Try as she might, Hermione could not think of a single good reason why the Order of the Phoenix would expend their limited energy and manpower safeguarding the lives of their sworn enemies. Just as she opened her mouth to speak, Harry raised a hand to silence her.
"Ginny's listening. Later-" he mouthed urgently, as she made her way in their direction, "we'll discuss this later."
* * * * *
HERMIONE
Come morning, Hermione found Harry fast asleep in his favorite armchair beside the Gryffindor fire. She curled up with her Charms book beside him, watching as he slept fitfully, drowsing and stirring, murmuring incomprehensibly all the while. Waves of gratitude swept over Hermione; Harry had returned safely, but she couldn't help but fear that he wouldn't always be so lucky. Finally tearing her eyes away from Harry, she refocused on the Charms lesson before her, waving her wand and mouthing the incantations so as not to wake Harry.
Around mid-morning, Ron joined them and crouched on the floor beside the fireplace, lazily prodding the smoldering logs with his wand so that the flames flashed blue and purple in the grate.
At around noon, a Fanged Frisbee zoomed past Hermione's head and landed in the violet fire, sending colorful embers sailing into Ron's red hair. As he noisily cursed the third year responsible for the Fanged Frisbee, Harry awoke with a start.
"What happened?" Harry asked sleepily, as Ron returned to his seat, spluttering angrily. His hair was singed and standing on end and the expression on his face was murderous.
"Stupid - third - years - what - the -" Ron fumed, unable to string together a complete sentence.
Hermione bit her lip to keep herself from laughing and when she trusted herself to speak once more, she turned seriously to Harry. "How did it go, Harry?

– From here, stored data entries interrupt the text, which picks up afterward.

//! Parser and phase-1 IR builder: turns an already-preprocessed token
//! stream into a list of functions, each with its own basic-block graph
//! and three-address phase-1 instructions (spec §4.C).
//!
//! Nothing here performs SSA construction, optimization, or register
//! allocation — those are `shecc-ssa` and `shecc-regalloc`'s jobs. This
//! crate's only output is the raw, not-yet-SSA `Function`/`BasicBlock`
//! graph recorded into the shared `Context`.

mod constfold;
mod cursor;
mod decl;
mod expr;
mod lvalue;
mod stmt;
mod types_parse;

use rustc_hash::FxHashMap;
use shecc_ir::{
    BasicBlock, BlockId, Context, FuncId, Opcode, Phase1Instr, Result, Symbol, TypeId, VarId,
    Variable, MAX_LOCALS,
};
use tracing::trace;

use crate::cursor::Cursor;
use crate::lvalue::Addressable;
use crate::types_parse::BaseTypes;

/// Parse a complete translation unit, populating `ctx.funcs`/`ctx.types`
/// with every function, global, and type the source defines.
pub fn parse(tokens: Vec<Token>, ctx: &mut Context) -> Result<()> {
    let filtered = cursor::filter_trivia(tokens);
    let base_types = types_parse::register_base_types(ctx);
    let mut parser = Parser {
        ctx,
        cursor: Cursor::new(&filtered),
        base_types,
        funcs_by_name: FxHashMap::default(),
        enum_constants: FxHashMap::default(),
        typedef_shapes: FxHashMap::default(),
        scopes: vec![FxHashMap::default()],
        func: None,
        label_counter: 0,
    };
    parser.parse_translation_unit()
}

pub use shecc_ir::Token;

struct FuncState {
    id: FuncId,
    locals_count: usize,
    loop_stack: Vec<LoopTargets>,
    switch_stack: Vec<SwitchState>,
    side_effects: Vec<(Addressable, VarId)>,
    nesting: usize,
}

/// `break_block` is where a `break` statement jumps; `continue_block` is
/// `None` for a `switch` frame, since `continue` always targets the
/// nearest enclosing *loop*, skipping over switch frames.
#[derive(Clone, Copy)]
struct LoopTargets {
    break_block: BlockId,
    continue_block: Option<BlockId>,
}

/// Per-`switch` bookkeeping for lowering `case`/`default` into a chain
/// of equality tests against `switch_val` (spec §4.C "Switch"). Each
/// `case` label emits a compare in `test_block` and advances it to a
/// freshly allocated block; `default_block`, if seen, becomes the
/// chain's final fallback instead of `after_block`.
struct SwitchState {
    switch_val: VarId,
    test_block: BlockId,
    after_block: BlockId,
    default_block: Option<BlockId>,
}

pub(crate) struct Parser<'a, 'b> {
    ctx: &'a mut Context,
    cursor: Cursor<'b>,
    base_types: BaseTypes,
    /// Function prototypes/definitions seen so far, by name. `ctx.funcs`
    /// is a plain arena (no name index, per `shecc-ir`'s "IR stays
    /// structural" split); name resolution is entirely this crate's
    /// concern.
    funcs_by_name: FxHashMap<Symbol, FuncId>,
    enum_constants: FxHashMap<Symbol, i32>,
    typedef_shapes: FxHashMap<Symbol, (u8, i32)>,
    scopes: Vec<FxHashMap<Symbol, VarId>>,
    func: Option<FuncState>,
    label_counter: u32,
}

impl<'a, 'b> Parser<'a, 'b> {
    fn push_scope(&mut self) {
        self.scopes.push(FxHashMap::default());
    }

    fn pop_scope(&mut self) {
        self.scopes.pop();
    }

    fn declare_var(&mut self, name: Symbol, var: Variable, is_global: bool) -> Result<VarId> {
        if !is_global {
            if let Some(f) = &mut self.func {
                f.locals_count += 1;
                if f.locals_count > MAX_LOCALS {
                    return Err(shecc_ir::CompileError::TooManyLocals { loc: self.cursor.loc() });
                }
            }
        }
        let scope = self.scopes.last_mut().expect("at least one scope always active");
        if scope.contains_key(&name) {
            return Err(shecc_ir::CompileError::Redeclaration {
                name: self.ctx.interner.resolve(name).to_string(),
                loc: self.cursor.loc(),
            });
        }
        let id = self.ctx.alloc_var(var);
        scope.insert(name, id);
        if is_global {
            self.ctx.globals.push(id);
        }
        Ok(id)
    }

    fn lookup_var(&self, name: Symbol) -> Option<VarId> {
        self.scopes.iter().rev().find_map(|s| s.get(&name).copied())
    }

    fn new_temp(&mut self, ty: TypeId, ptr_depth: u8, array_size: i32) -> VarId {
        let name = self.ctx.intern("%t");
        let var = Variable::new_local(ty, name, ptr_depth, array_size);
        self.ctx.alloc_var(var)
    }

    fn new_block(&mut self) -> BlockId {
        self.ctx.blocks.alloc(BasicBlock::new())
    }

    /// Enter one level of statement nesting (loop/switch/if), erroring
    /// once `MAX_NESTING` is exceeded (spec §4.C "≤ MAX_NESTING deep").
    fn enter_nesting(&mut self) -> Result<()> {
        let loc = self.cursor.loc();
        let f = self.func.as_mut().expect("nesting only tracked inside a function body");
        f.nesting += 1;
        if f.nesting > shecc_ir::MAX_NESTING {
            return Err(shecc_ir::CompileError::TooManyBlocks { loc });
        }
        Ok(())
    }

    fn exit_nesting(&mut self) {
        self.func.as_mut().expect("nesting only tracked inside a function body").nesting -= 1;
    }

    fn emit(&mut self, block: BlockId, instr: Phase1Instr) {
        self.ctx.blocks.get_mut(block).instructions.push(instr);
    }

    fn emit_binop(&mut self, block: BlockId, op: Opcode, lhs: VarId, rhs: VarId) -> VarId {
        let ty = self.ctx.var(lhs).type_id;
        let dest = self.new_temp(ty, 0, 0);
        let mut instr = Phase1Instr::new(op);
        instr.dest = Some(dest);
        instr.src0 = Some(lhs);
        instr.src1 = Some(rhs);
        self.emit(block, instr);
        dest
    }

    fn load_constant(&mut self, block: BlockId, value: i32) -> VarId {
        let dest = self.new_temp(self.base_types.int, 0, 0);
        let mut instr = Phase1Instr::new(Opcode::LoadConstant);
        instr.dest = Some(dest);
        instr.constant = Some(value);
        self.emit(block, instr);
        dest
    }

    fn gen_label(&mut self, prefix: &str) -> Symbol {
        self.label_counter += 1;
        self.ctx.intern(&format!(".{prefix}{}", self.label_counter))
    }

    fn link_next(&mut self, from: BlockId, to: BlockId) {
        self.ctx.blocks.get_mut(from).set_next(to);
        self.ctx.blocks.get_mut(to).predecessors.push((from, shecc_ir::EdgeKind::Next));
    }

    fn link_branch(&mut self, from: BlockId, then_: BlockId, else_: BlockId) {
        self.ctx.blocks.get_mut(from).set_branch(then_, else_);
        self.ctx.blocks.get_mut(then_).predecessors.push((from, shecc_ir::EdgeKind::Then));
        self.ctx.blocks.get_mut(else_).predecessors.push((from, shecc_ir::EdgeKind::Else));
    }

    /// Emit a `branch` terminator on `cond` between `then_`/`else_`,
    /// carrying the symbolic labels spec §4.C asks for even though the
    /// block graph itself is the mechanism arch lowering actually
    /// follows (the labels are debug-dump aids, per §9's "load_label
    /// dump names").
    fn emit_branch(&mut self, block: BlockId, cond: VarId, then_: BlockId, else_: BlockId) {
        let true_label = self.gen_label("L");
        let false_label = self.gen_label("L");
        let mut instr = Phase1Instr::new(Opcode::Branch);
        instr.src0 = Some(cond);
        instr.true_label = Some(true_label);
        instr.false_label = Some(false_label);
        self.emit(block, instr);
        self.link_branch(block, then_, else_);
    }

    fn emit_jump(&mut self, block: BlockId, target: BlockId) {
        let label = self.gen_label("L");
        let mut instr = Phase1Instr::new(Opcode::Jump);
        instr.true_label = Some(label);
        self.emit(block, instr);
        self.link_next(block, target);
    }

    /// Drain the post-increment/post-decrement side-effect queue
    /// (spec §4.C "side-effect queue"), in the order they were queued.
    fn drain_side_effects(&mut self, block: BlockId) {
        let queued = std::mem::take(&mut self.func.as_mut().expect("side effects only inside a function body").side_effects);
        for (addr, new_value) in queued {
            self.store(block, addr, new_value);
        }
    }

    fn queue_side_effect(&mut self, addr: Addressable, new_value: VarId) {
        self.func
            .as_mut()
            .expect("post-inc/dec only valid inside a function body")
            .side_effects
            .push((addr, new_value));
    }

    fn push_loop(&mut self, continue_block: Option<BlockId>, break_block: BlockId) {
        self.func
            .as_mut()
            .expect("loop/switch only inside a function body")
            .loop_stack
            .push(LoopTargets { break_block, continue_block });
    }

    fn pop_loop(&mut self) {
        self.func
            .as_mut()
            .expect("loop/switch only inside a function body")
            .loop_stack
            .pop();
    }

    fn break_target(&self) -> Option<BlockId> {
        self.func.as_ref()?.loop_stack.last().map(|t| t.break_block)
    }

    fn continue_target(&self) -> Option<BlockId> {
        self.func
            .as_ref()?
            .loop_stack
            .iter()
            .rev()
            .find_map(|t| t.continue_block)
    }
}

impl<'a, 'b> Parser<'a, 'b> {
    fn parse_translation_unit(&mut self) -> Result<()> {
        while !self.cursor.is_eof() {
            trace!(loc = ?self.cursor.loc(), "parsing external declaration");
            self.parse_external_declaration()?;
        }
        Ok(())
    }
}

Other than meeting Draco…?"
"Not now," he said warningly, gesturing at a gaggle of fourth year girls who were watching him with interest from a table beside the window. Then, evidently tired of the stares and giggles, Harry left the Common Room without another word.

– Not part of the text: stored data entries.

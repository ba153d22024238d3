//! The one error this crate can produce: writing the finished image out.

use thiserror::Error;

#[derive(Error, Debug)]
pub enum ElfError {
    #[error("I/O error writing ELF output: {0}")]
    Io(#[from] std::io::Error),
}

As the portrait hole closed behind Harry, a very rotund owl swooped through the open window, scaring the wits out of the fourth years and causing Ron to duck in anticipation of another Fanged Frisbee.
The owl landed on the arm of Hermione's chair and promptly dropped a scroll in her lap. It flew away without awaiting her response, leaving a strong smell of cigar smoke lingering in the air.

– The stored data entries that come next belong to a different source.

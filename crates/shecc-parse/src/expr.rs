//! Expression lowering (spec §4.C "Expression lowering"): an operand
//! stack driven by precedence-climbing recursive descent, emitting
//! phase1 IR as it goes rather than building an intermediate AST.

use shecc_ir::{
    BaseKind, BlockId, CompileError, Keyword, Opcode, Phase1Instr, Punct, Result, TokenKind,
    TypeId, VarId, NUM_REGISTERS,
};

use crate::lvalue::Addressable;
use crate::Parser;

/// Binary operator binding power, mirroring the table in spec §4.C
/// (ported from the original implementation's `get_operator_prio`,
/// with shift operators given the standard-C slot between relational
/// and additive that the original's table leaves unhandled).
fn binop_prio(p: Punct) -> u8 {
    use Punct::*;
    match p {
        PipePipe => 4,
        AmpAmp => 5,
        Pipe => 6,
        Caret => 7,
        Amp => 8,
        EqEq | BangEq => 9,
        Lt | LtEq | Gt | GtEq => 10,
        LtLt | GtGt => 11,
        Plus | Minus => 12,
        Star | Slash | Percent => 13,
        _ => 0,
    }
}

fn arith_opcode(p: Punct) -> Opcode {
    use Punct::*;
    match p {
        Pipe => Opcode::BitOr,
        Caret => Opcode::BitXor,
        Amp => Opcode::BitAnd,
        EqEq => Opcode::Eq,
        BangEq => Opcode::Neq,
        Lt => Opcode::Lt,
        LtEq => Opcode::Leq,
        Gt => Opcode::Gt,
        GtEq => Opcode::Geq,
        LtLt => Opcode::Lshift,
        GtGt => Opcode::Rshift,
        Plus => Opcode::Add,
        Minus => Opcode::Sub,
        Star => Opcode::Mul,
        Slash => Opcode::Div,
        Percent => Opcode::Mod,
        _ => unreachable!("not an arithmetic punct"),
    }
}

fn compound_assign_op(p: Punct) -> Option<Opcode> {
    use Punct::*;
    Some(match p {
        PlusEq => Opcode::Add,
        MinusEq => Opcode::Sub,
        PipeEq => Opcode::BitOr,
        AmpEq => Opcode::BitAnd,
        _ => return None,
    })
}

/// The result of parsing a unary/postfix expression: either something
/// assignable (fed straight to `lvalue::Parser::store`) or a value that
/// already lives in a temp (a call result, a literal, a sub-expression).
enum Operand {
    Addr(Addressable),
    Val(VarId),
}
/// Runs pass 1 only, returning the total code length in bytes. The
/// driver uses this to compute `.data`'s load address before calling
/// [`encode`], since every global-data-pointer load needs that address
/// baked in as an immediate.
pub(crate) fn code_len(ctx: &Context, funcs: &[FuncId]) -> u32 {
    let backend = ArmBackend;
    let main = layout::find_main(ctx, funcs);
    layout::build(ctx, funcs, main, &backend).code_len
}

/// Runs pass 2: walks the layout's units in order, emitting each one's
/// words with now-fully-resolved branch/call/prologue/epilogue targets.
/// Returns the code words alongside each function's entry offset, for
/// the symbol table.
pub(crate) fn encode(
    ctx: &Context,
    funcs: &[FuncId],
    data_base: u32,
) -> Result<(Vec<u32>, Vec<(shecc_ir::Symbol, u32)>)> {
    let backend = ArmBackend;
    let main = layout::find_main(ctx, funcs);
    let layout = layout::build(ctx, funcs, main, &backend);

    let mut words = Vec::with_capacity((layout.code_len / 4) as usize);
    for (i, unit) in layout.units.iter().enumerate() {
        let pc = layout.offsets[i];
        match unit {
            crate::layout::Unit::RuntimeStart => emit_runtime_start(&layout, main, data_base, &mut words),
            crate::layout::Unit::Prologue(f) => emit_prologue(ctx, *f, &mut words),
            crate::layout::Unit::Epilogue(f) => emit_epilogue(ctx, *f, &mut words),
            crate::layout::Unit::Instr(f, b, k) => {
                let instr = &ctx.blocks.get(*b).phase2_instructions[*k];
                let site = match instr.op {
                    Opcode::Branch => {
                        let bb = ctx.blocks.get(*b);
                        let then_pc = layout.block_pc(*f, bb.then_.expect("Branch has a then_ successor"));
                        let else_pc = layout.block_pc(*f, bb.else_.expect("Branch has an else_ successor"));
                        Some(Site { pc, then_pc, else_pc, jump_pc: 0, call_pc: 0 })
                    }
                    Opcode::Jump => {
                        let bb = ctx.blocks.get(*b);
                        let target = layout.block_pc(*f, bb.next.expect("Jump has a next successor"));
                        Some(Site { pc, then_pc: 0, else_pc: 0, jump_pc: target, call_pc: 0 })
                    }
                    Opcode::Return => Some(Site { pc, then_pc: 0, else_pc: 0, jump_pc: layout.exit_pc(*f), call_pc: 0 }),
                    Opcode::Call if !is_syscall(ctx, instr) => {
                        let name = instr.func_name.expect("Call carries the callee's name");
                        let callee = funcs
                            .iter()
                            .copied()
                            .find(|&ff| ctx.funcs.get(ff).name == name)
                            .ok_or_else(|| CompileError::InvalidInstructionForm { reason: "call to unknown function".into() })?;
                        Some(Site { pc, then_pc: 0, else_pc: 0, jump_pc: 0, call_pc: layout.entry_pc(callee) })
                    }
                    _ => None,
                };
                words.extend(lower(instr, site.as_ref(), is_syscall(ctx, instr)));
            }
        }
    }
    let symbols = funcs.iter().map(|&f| (ctx.funcs.get(f).name, layout.entry_pc(f))).collect();
    Ok((words, symbols))
}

"What do you reckon?" Ron wondered aloud, as Hermione unrolled the scroll and read -
Dear Miss Granger,
Hopefully you will favor me with your presence at the next meeting of the Slug Club, Sunday, 28 September. `Hors d'oeuvres will be served promptly at eight, followed by a bit of a shindig at nine and thirty, with a special guest slated to be in attendance! I'm angling for more `intimate' gatherings this year, just yourself and a few other rising stars. Naturally, Mr. Potter would be a welcome addition to any gathering, should you like to bring a date. Traditional Wizarding Attire is a must. - ___
Horace Slughorn
P.S. Don't bother bringing Rupert.
"I don't believe it!" she exclaimed, wrinkling her nose in disgust. "Honestly, to imagine that something so fickle can carry on in times like these!"
Ron reached for the note but Hermione snatched it away; if he got wind of Slughorn's throwaway remarks, he would be crushed.
"What?"
"It's nothing, Ron. It's just an invitation to another round of Slug Club meetings." Hermione crumpled up the invitation and lobbed it into the fire.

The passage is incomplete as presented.